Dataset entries
━━━
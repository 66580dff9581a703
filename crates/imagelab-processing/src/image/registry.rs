//! Operation registry
//!
//! The single table mapping operation names to their parameter declarations and
//! transforms. The catalog, the dispatcher and the presets all read from it, so an
//! operation exists everywhere or nowhere.

use crate::error::ProcessingResult;
use crate::image::color::{self, Channel};
use crate::image::geometry::{self, FlipDirection};
use crate::image::params::{ParamSpec, ResolvedParams};
use crate::image::threshold::{ADAPTIVE_BLOCK_SIZE, ADAPTIVE_C};
use crate::image::{blur, denoise, edges, sharpen, threshold, tone};
use image::{DynamicImage, RgbImage};
use std::fmt;

/// A transform receives the source as RGB and may return a single-channel image.
pub type TransformFn = fn(&RgbImage, &ResolvedParams) -> ProcessingResult<DynamicImage>;

pub struct OperationSpec {
    pub name: &'static str,
    pub display_name: &'static str,
    pub description: &'static str,
    pub params: &'static [ParamSpec],
    pub transform: TransformFn,
}

impl fmt::Debug for OperationSpec {
    fn fmt(&self, f: &mut fmt::Formatter<'_>) -> fmt::Result {
        f.debug_struct("OperationSpec")
            .field("name", &self.name)
            .field("params", &self.params)
            .finish()
    }
}

const KERNEL_SIZE: ParamSpec = ParamSpec::int("kernel_size", 5).range(3.0, 31.0).step(2.0);

pub static OPERATIONS: &[OperationSpec] = &[
    OperationSpec {
        name: "grayscale",
        display_name: "Grayscale",
        description: "Convert the image to a single luma channel",
        params: &[],
        transform: op_grayscale,
    },
    OperationSpec {
        name: "threshold",
        display_name: "Threshold",
        description: "Binarize the image with a fixed or locally adaptive threshold",
        params: &[
            ParamSpec::int("threshold", 127).range(0.0, 255.0),
            ParamSpec::select("type", &["binary", "adaptive"]),
        ],
        transform: op_threshold,
    },
    OperationSpec {
        name: "blur_gaussian",
        display_name: "Gaussian Blur",
        description: "Smooth with a Gaussian kernel",
        params: &[KERNEL_SIZE],
        transform: op_blur_gaussian,
    },
    OperationSpec {
        name: "blur_median",
        display_name: "Median Blur",
        description: "Replace each pixel with the median of its neighborhood",
        params: &[KERNEL_SIZE],
        transform: op_blur_median,
    },
    OperationSpec {
        name: "blur_average",
        display_name: "Average Blur",
        description: "Replace each pixel with the mean of its neighborhood",
        params: &[KERNEL_SIZE],
        transform: op_blur_average,
    },
    OperationSpec {
        name: "sharpen_kernel",
        display_name: "Sharpen (Kernel)",
        description: "Sharpen with a 3x3 high-pass kernel",
        params: &[ParamSpec::float("strength", sharpen::DEFAULT_KERNEL_STRENGTH)],
        transform: op_sharpen_kernel,
    },
    OperationSpec {
        name: "sharpen_unsharp",
        display_name: "Unsharp Mask",
        description: "Sharpen by subtracting a blurred copy",
        params: &[
            ParamSpec::float("strength", sharpen::DEFAULT_UNSHARP_STRENGTH)
                .range(0.5, 3.0)
                .step(0.1),
        ],
        transform: op_sharpen_unsharp,
    },
    OperationSpec {
        name: "sharpen_laplacian",
        display_name: "Sharpen (Laplacian)",
        description: "Sharpen by subtracting the Laplacian",
        params: &[],
        transform: op_sharpen_laplacian,
    },
    OperationSpec {
        name: "sharpen_highboost",
        display_name: "High-Boost Filter",
        description: "Amplify high frequencies by a boost factor",
        params: &[
            ParamSpec::float("boost_factor", sharpen::DEFAULT_BOOST_FACTOR)
                .range(1.0, 5.0)
                .step(0.1),
        ],
        transform: op_sharpen_highboost,
    },
    OperationSpec {
        name: "edge_canny",
        display_name: "Canny Edge Detection",
        description: "Detect edges with hysteresis thresholds",
        params: &[
            ParamSpec::int("low", edges::DEFAULT_CANNY_LOW).range(0.0, 255.0),
            ParamSpec::int("high", edges::DEFAULT_CANNY_HIGH).range(0.0, 255.0),
        ],
        transform: op_edge_canny,
    },
    OperationSpec {
        name: "edge_roberts",
        display_name: "Roberts Edge Detection",
        description: "Gradient magnitude with 2x2 Roberts cross kernels",
        params: &[],
        transform: op_edge_roberts,
    },
    OperationSpec {
        name: "edge_sobel",
        display_name: "Sobel Edge Detection",
        description: "Gradient magnitude with 3x3 Sobel kernels",
        params: &[],
        transform: op_edge_sobel,
    },
    OperationSpec {
        name: "edge_prewitt",
        display_name: "Prewitt Edge Detection",
        description: "Gradient magnitude with 3x3 Prewitt kernels",
        params: &[],
        transform: op_edge_prewitt,
    },
    OperationSpec {
        name: "edge_laplacian",
        display_name: "Laplacian Edge Detection",
        description: "Absolute second-derivative response",
        params: &[],
        transform: op_edge_laplacian,
    },
    OperationSpec {
        name: "resize",
        display_name: "Resize",
        description: "Scale to an exact width and height",
        params: &[
            ParamSpec::int("width", 300).range(50.0, 2000.0),
            ParamSpec::int("height", 300).range(50.0, 2000.0),
        ],
        transform: op_resize,
    },
    OperationSpec {
        name: "rotate",
        display_name: "Rotate",
        description: "Rotate by an angle in degrees: quarter turns clockwise, other angles counter-clockwise",
        params: &[ParamSpec::int("angle", 90).range(-360.0, 360.0)],
        transform: op_rotate,
    },
    OperationSpec {
        name: "flip",
        display_name: "Flip",
        description: "Mirror horizontally, vertically or both",
        params: &[ParamSpec::select("direction", &["horizontal", "vertical", "both"])],
        transform: op_flip,
    },
    OperationSpec {
        name: "normalize",
        display_name: "Normalize",
        description: "Stretch the full intensity range to 0-255",
        params: &[],
        transform: op_normalize,
    },
    OperationSpec {
        name: "histogram_eq",
        display_name: "Histogram Equalization",
        description: "Equalize brightness while keeping colors",
        params: &[],
        transform: op_histogram_eq,
    },
    OperationSpec {
        name: "histogram_stretch",
        display_name: "Histogram Stretching",
        description: "Stretch each channel to its full range",
        params: &[],
        transform: op_histogram_stretch,
    },
    OperationSpec {
        name: "extract_channel",
        display_name: "Extract Channel",
        description: "Keep one color channel and zero the others",
        params: &[ParamSpec::select("channel", &["red", "green", "blue"])],
        transform: op_extract_channel,
    },
    OperationSpec {
        name: "contrast_brightness",
        display_name: "Contrast & Brightness",
        description: "Scale contrast and shift brightness",
        params: &[
            ParamSpec::float("contrast", 1.0).range(0.0, 3.0).step(0.1),
            ParamSpec::int("brightness", 0).range(-100.0, 100.0),
        ],
        transform: op_contrast_brightness,
    },
    OperationSpec {
        name: "bilateral_filter",
        display_name: "Bilateral Filter",
        description: "Edge-preserving noise reduction",
        params: &[
            ParamSpec::int("d", denoise::DEFAULT_DIAMETER).range(1.0, 25.0),
            ParamSpec::float("sigma_color", denoise::DEFAULT_SIGMA_COLOR).range(1.0, 200.0),
            ParamSpec::float("sigma_space", denoise::DEFAULT_SIGMA_SPACE).range(1.0, 200.0),
        ],
        transform: op_bilateral_filter,
    },
];

fn rgb(img: RgbImage) -> ProcessingResult<DynamicImage> {
    Ok(DynamicImage::ImageRgb8(img))
}

fn op_grayscale(img: &RgbImage, _: &ResolvedParams) -> ProcessingResult<DynamicImage> {
    Ok(DynamicImage::ImageLuma8(color::grayscale(img)))
}

fn op_threshold(img: &RgbImage, p: &ResolvedParams) -> ProcessingResult<DynamicImage> {
    let gray = color::grayscale(img);
    let out = match p.choice("type")? {
        "adaptive" => threshold::adaptive_mean(&gray, ADAPTIVE_BLOCK_SIZE, ADAPTIVE_C),
        _ => threshold::binary(&gray, p.int("threshold")?),
    };
    Ok(DynamicImage::ImageLuma8(out))
}

fn op_blur_gaussian(img: &RgbImage, p: &ResolvedParams) -> ProcessingResult<DynamicImage> {
    rgb(blur::gaussian(img, p.int("kernel_size")?)?)
}

fn op_blur_median(img: &RgbImage, p: &ResolvedParams) -> ProcessingResult<DynamicImage> {
    rgb(blur::median(img, p.int("kernel_size")?)?)
}

fn op_blur_average(img: &RgbImage, p: &ResolvedParams) -> ProcessingResult<DynamicImage> {
    rgb(blur::average(img, p.int("kernel_size")?)?)
}

fn op_sharpen_kernel(img: &RgbImage, p: &ResolvedParams) -> ProcessingResult<DynamicImage> {
    rgb(sharpen::kernel(img, p.float("strength")?))
}

fn op_sharpen_unsharp(img: &RgbImage, p: &ResolvedParams) -> ProcessingResult<DynamicImage> {
    rgb(sharpen::unsharp(img, p.float("strength")?))
}

fn op_sharpen_laplacian(img: &RgbImage, _: &ResolvedParams) -> ProcessingResult<DynamicImage> {
    rgb(sharpen::laplacian(img))
}

fn op_sharpen_highboost(img: &RgbImage, p: &ResolvedParams) -> ProcessingResult<DynamicImage> {
    rgb(sharpen::highboost(img, p.float("boost_factor")?))
}

fn op_edge_canny(img: &RgbImage, p: &ResolvedParams) -> ProcessingResult<DynamicImage> {
    let gray = color::grayscale(img);
    let (low, high) = (p.float("low")?, p.float("high")?);
    Ok(DynamicImage::ImageLuma8(edges::canny(&gray, low, high)))
}

fn op_edge_roberts(img: &RgbImage, _: &ResolvedParams) -> ProcessingResult<DynamicImage> {
    Ok(DynamicImage::ImageLuma8(edges::roberts(&color::grayscale(img))))
}

fn op_edge_sobel(img: &RgbImage, _: &ResolvedParams) -> ProcessingResult<DynamicImage> {
    Ok(DynamicImage::ImageLuma8(edges::sobel(&color::grayscale(img))))
}

fn op_edge_prewitt(img: &RgbImage, _: &ResolvedParams) -> ProcessingResult<DynamicImage> {
    Ok(DynamicImage::ImageLuma8(edges::prewitt(&color::grayscale(img))))
}

fn op_edge_laplacian(img: &RgbImage, _: &ResolvedParams) -> ProcessingResult<DynamicImage> {
    Ok(DynamicImage::ImageLuma8(edges::laplacian(&color::grayscale(img))))
}

fn op_resize(img: &RgbImage, p: &ResolvedParams) -> ProcessingResult<DynamicImage> {
    rgb(geometry::resize(img, p.int("width")?, p.int("height")?)?)
}

fn op_rotate(img: &RgbImage, p: &ResolvedParams) -> ProcessingResult<DynamicImage> {
    rgb(geometry::rotate(img, p.int("angle")?))
}

fn op_flip(img: &RgbImage, p: &ResolvedParams) -> ProcessingResult<DynamicImage> {
    let direction = FlipDirection::parse(p.choice("direction")?)?;
    rgb(geometry::flip(img, direction))
}

fn op_normalize(img: &RgbImage, _: &ResolvedParams) -> ProcessingResult<DynamicImage> {
    rgb(tone::normalize(img))
}

fn op_histogram_eq(img: &RgbImage, _: &ResolvedParams) -> ProcessingResult<DynamicImage> {
    rgb(tone::equalize(img))
}

fn op_histogram_stretch(img: &RgbImage, _: &ResolvedParams) -> ProcessingResult<DynamicImage> {
    rgb(tone::stretch(img))
}

fn op_extract_channel(img: &RgbImage, p: &ResolvedParams) -> ProcessingResult<DynamicImage> {
    let channel = Channel::parse(p.choice("channel")?)?;
    rgb(color::extract_channel(img, channel))
}

fn op_contrast_brightness(img: &RgbImage, p: &ResolvedParams) -> ProcessingResult<DynamicImage> {
    rgb(color::contrast_brightness(
        img,
        p.float("contrast")?,
        p.float("brightness")?,
    ))
}

fn op_bilateral_filter(img: &RgbImage, p: &ResolvedParams) -> ProcessingResult<DynamicImage> {
    rgb(denoise::bilateral(
        img,
        p.int("d")?,
        p.float("sigma_color")?,
        p.float("sigma_space")?,
    )?)
}

#[cfg(test)]
mod tests {
    use super::*;
    use crate::image::params::OperationParams;
    use image::Rgb;
    use std::collections::HashSet;

    #[test]
    fn test_operation_names_are_unique() {
        let names: HashSet<_> = OPERATIONS.iter().map(|op| op.name).collect();
        assert_eq!(names.len(), OPERATIONS.len());
        assert_eq!(OPERATIONS.len(), 23);
    }

    #[test]
    fn test_every_operation_runs_with_defaults() {
        let img = RgbImage::from_fn(64, 48, |x, y| Rgb([(x * 4) as u8, (y * 5) as u8, 90]));
        for op in OPERATIONS {
            let params = ResolvedParams::resolve(op.params, &OperationParams::new()).unwrap();
            let out = (op.transform)(&img, &params);
            assert!(out.is_ok(), "{} failed with defaults: {:?}", op.name, out.err());
        }
    }
}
━━━
The task:
Once you find the line with "fn op_histogram_eq(img: &RgbImage, _: &ResolvedParams)" in the entries above, output it and each line after it up to and including the line with "assert_eq!(names.len(), OPERATIONS.len());", and nothing else.

Written solution:
fn op_histogram_eq(img: &RgbImage, _: &ResolvedParams) -> ProcessingResult<DynamicImage> {
    rgb(tone::equalize(img))
}

fn op_histogram_stretch(img: &RgbImage, _: &ResolvedParams) -> ProcessingResult<DynamicImage> {
    rgb(tone::stretch(img))
}

fn op_extract_channel(img: &RgbImage, p: &ResolvedParams) -> ProcessingResult<DynamicImage> {
    let channel = Channel::parse(p.choice("channel")?)?;
    rgb(color::extract_channel(img, channel))
}

fn op_contrast_brightness(img: &RgbImage, p: &ResolvedParams) -> ProcessingResult<DynamicImage> {
    rgb(color::contrast_brightness(
        img,
        p.float("contrast")?,
        p.float("brightness")?,
    ))
}

fn op_bilateral_filter(img: &RgbImage, p: &ResolvedParams) -> ProcessingResult<DynamicImage> {
    rgb(denoise::bilateral(
        img,
        p.int("d")?,
        p.float("sigma_color")?,
        p.float("sigma_space")?,
    )?)
}

#[cfg(test)]
mod tests {
    use super::*;
    use crate::image::params::OperationParams;
    use image::Rgb;
    use std::collections::HashSet;

    #[test]
    fn test_operation_names_are_unique() {
        let names: HashSet<_> = OPERATIONS.iter().map(|op| op.name).collect();
        assert_eq!(names.len(), OPERATIONS.len());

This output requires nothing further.